Outono!
Qualquer coisa lilás,
Schumann em violino,
Ângelus tangido em lentidões de sino...
Preguiçoso torpor de um fim de sono.
Espelho de água quieta dos canais!
Cá dentro, a idade,
restos de sonho e de mocidade;
trechos dispersos
de velhas ambições falhas na vida,
parcelas de antigas ilusões
que ainda, a custo, concentro
e invoco até agora!
Lá fora, a descida.
O crepúsculo inócuo destes dias,
a tristeza das folhas amarelas,
e a cantar sobre estas ruínas frias,
a monótona toada de meus versos.
Desce, Poeta!
A descida é suave...
Não te demanda rigidez de músculos
e nem exige que teu passo apresses...
A natureza é quieta,
da ingênua quietação de um sonho de ave,
e há paina nos crepúsculos...
No outono a luz é um eterno poente,
que mais à calma que ao rumor se ajeita;
Brilha, tão de manso e calma,
que até parece unicamente feita
para o estado d'Alma
de um convalescente.
Mário Pederneiras
(Rio de Janeiro 1867-1915)
Mas. Esse é o
tempo de doce quietude, de cores opulentas, pedaços dourados, vermelhos
amarelos em forma de folhas a esvoaçarem num sopro e a atapetarem, num
deslumbre de cor, o chão duro e nu. Agora.

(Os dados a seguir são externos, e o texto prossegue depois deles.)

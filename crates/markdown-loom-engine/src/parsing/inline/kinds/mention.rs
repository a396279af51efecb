use std::sync::LazyLock;

use regex::Regex;

use crate::parsing::{
    inline::{
        detect::Detector,
        types::{InlineKind, InlinePayload, InlineSpan},
    },
    rope::span::Span,
};

static MENTION_PATTERN: LazyLock<Regex> =
    LazyLock::new(|| Regex::new(r"@[A-Za-z0-9_][A-Za-z0-9_.\-]*").unwrap());

/// Detects `@name` mentions. The `@` must start the line or follow
/// whitespace or an opening bracket, which keeps email addresses out.
pub struct MentionDetector;

impl MentionDetector {
    fn at_boundary(line: &str, at: usize) -> bool {
        match line[..at].chars().next_back() {
            None => true,
            Some(c) => c.is_whitespace() || matches!(c, '(' | '[' | '{' | '"' | '\''),
        }
    }
}

impl Detector for MentionDetector {
    fn detect(&self, line: &str) -> Vec<InlineSpan> {
        MENTION_PATTERN
            .find_iter(line)
            .filter(|m| Self::at_boundary(line, m.start()))
            .filter_map(|m| {
                // Sentence punctuation is not part of the name.
                let name = m.as_str()[1..].trim_end_matches(['.', '-']);
                if name.is_empty() {
                    return None;
                }
                let full = Span::new(m.start(), m.start() + 1 + name.len());
                Some(InlineSpan::bare(
                    InlineKind::Mention,
                    full,
                    InlinePayload::Mention(name.to_string()),
                ))
            })
            .collect()
    }
}
//! # Block Parsing
//!
//! Line-at-a-time block classification. There is no block tree: every
//! consumer (decorations, list commands, folding) asks about the lines it
//! needs and nothing else, so cost follows the visible range rather than the
//! document.
//!
//! ## Modules
//!
//! - **`kinds`**: syntax owners (`Heading`, `ListItem`, `BlockQuote`,
//!   `CodeFence`, `ThematicBreak`) with their patterns and line-local spans
//! - **`classify`**: `MarkdownLineClassifier` picks one `BlockLine` per line
//! - **`fences`**: `FenceTracker`, the revision-keyed table of code fences
//!
//! ## Key Invariants
//!
//! - Fenced code is a raw zone: nothing inside is classified except the
//!   matching closer
//! - Checkbox items are recognised before bullets

pub mod classify;
pub mod fences;
pub mod kinds;

pub use classify::{BlockLine, FenceContext, LineKind, MarkdownLineClassifier};
pub use fences::{FenceRange, FenceTracker};
use criterion::{Criterion, criterion_group, criterion_main};
use markdown_loom_engine::{Cmd, Document, Selection, SelectionRange};
mod common;

fn bench_command_operations(c: &mut Criterion) {
    let mut group = c.benchmark_group("commands");
    group.sample_size(10);

    let content = common::generate_list(500);
    let doc = Document::from_bytes(content.as_bytes()).unwrap();
    let all = Selection::single(SelectionRange::new(0, doc.len()));

    group.bench_function("toggle_checkbox_all_lines", |b| {
        let mut d = doc.clone();
        d.set_selection(all.clone()).unwrap();
        b.iter(|| {
            let patch = d.execute(std::hint::black_box(&Cmd::ToggleCheckbox));
            std::hint::black_box(patch).unwrap();
        });
    });

    group.bench_function("indent_then_unindent_all_lines", |b| {
        let mut d = doc.clone();
        d.set_selection(all.clone()).unwrap();
        b.iter(|| {
            d.execute(&Cmd::Indent).unwrap();
            d.execute(&Cmd::Unindent).unwrap();
        });
    });

    group.bench_function("renumber_long_block", |b| {
        let numbered: String = (0..2_000).map(|i| format!("{}. item\n", i * 3)).collect();
        let snapshot = Document::from_text(&numbered).snapshot();
        b.iter(|| std::hint::black_box(Cmd::Renumber { line: 1_000 }.compile(&snapshot, &Selection::none())));
    });

    group.finish();
}

criterion_group!(benches, bench_command_operations);
criterion_main!(benches);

Esse tempo de luz macia, coada e morna está a chegar ao fim, para dar lugar
à chuva intempestiva, ao frio, à nudez esquálida das árvores, ao cinzento
monótono dos dias.
Não. Não
gosto do Inverno gélido, escuro, chuvoso e lamacento, com o granizo,, a bater,
violento, nas janelas e a acordar, malévolo, os medos ancestrais, que já nascem
connosco!
Não. Não
gosto dos meses velhos e revelhos, longos, espalhados, num desconsolo
entediado, em dias soturnos, curtos, mas intermináveis...
Contudo.
Sei que o Inverno é também tempo
da natureza se preparar, presa no negrume que me pesa, para uma explosão de beleza e de luz. Mesmo
assim. Dá-me a sensação deprimente de ausência, de perda, de infinita solidão!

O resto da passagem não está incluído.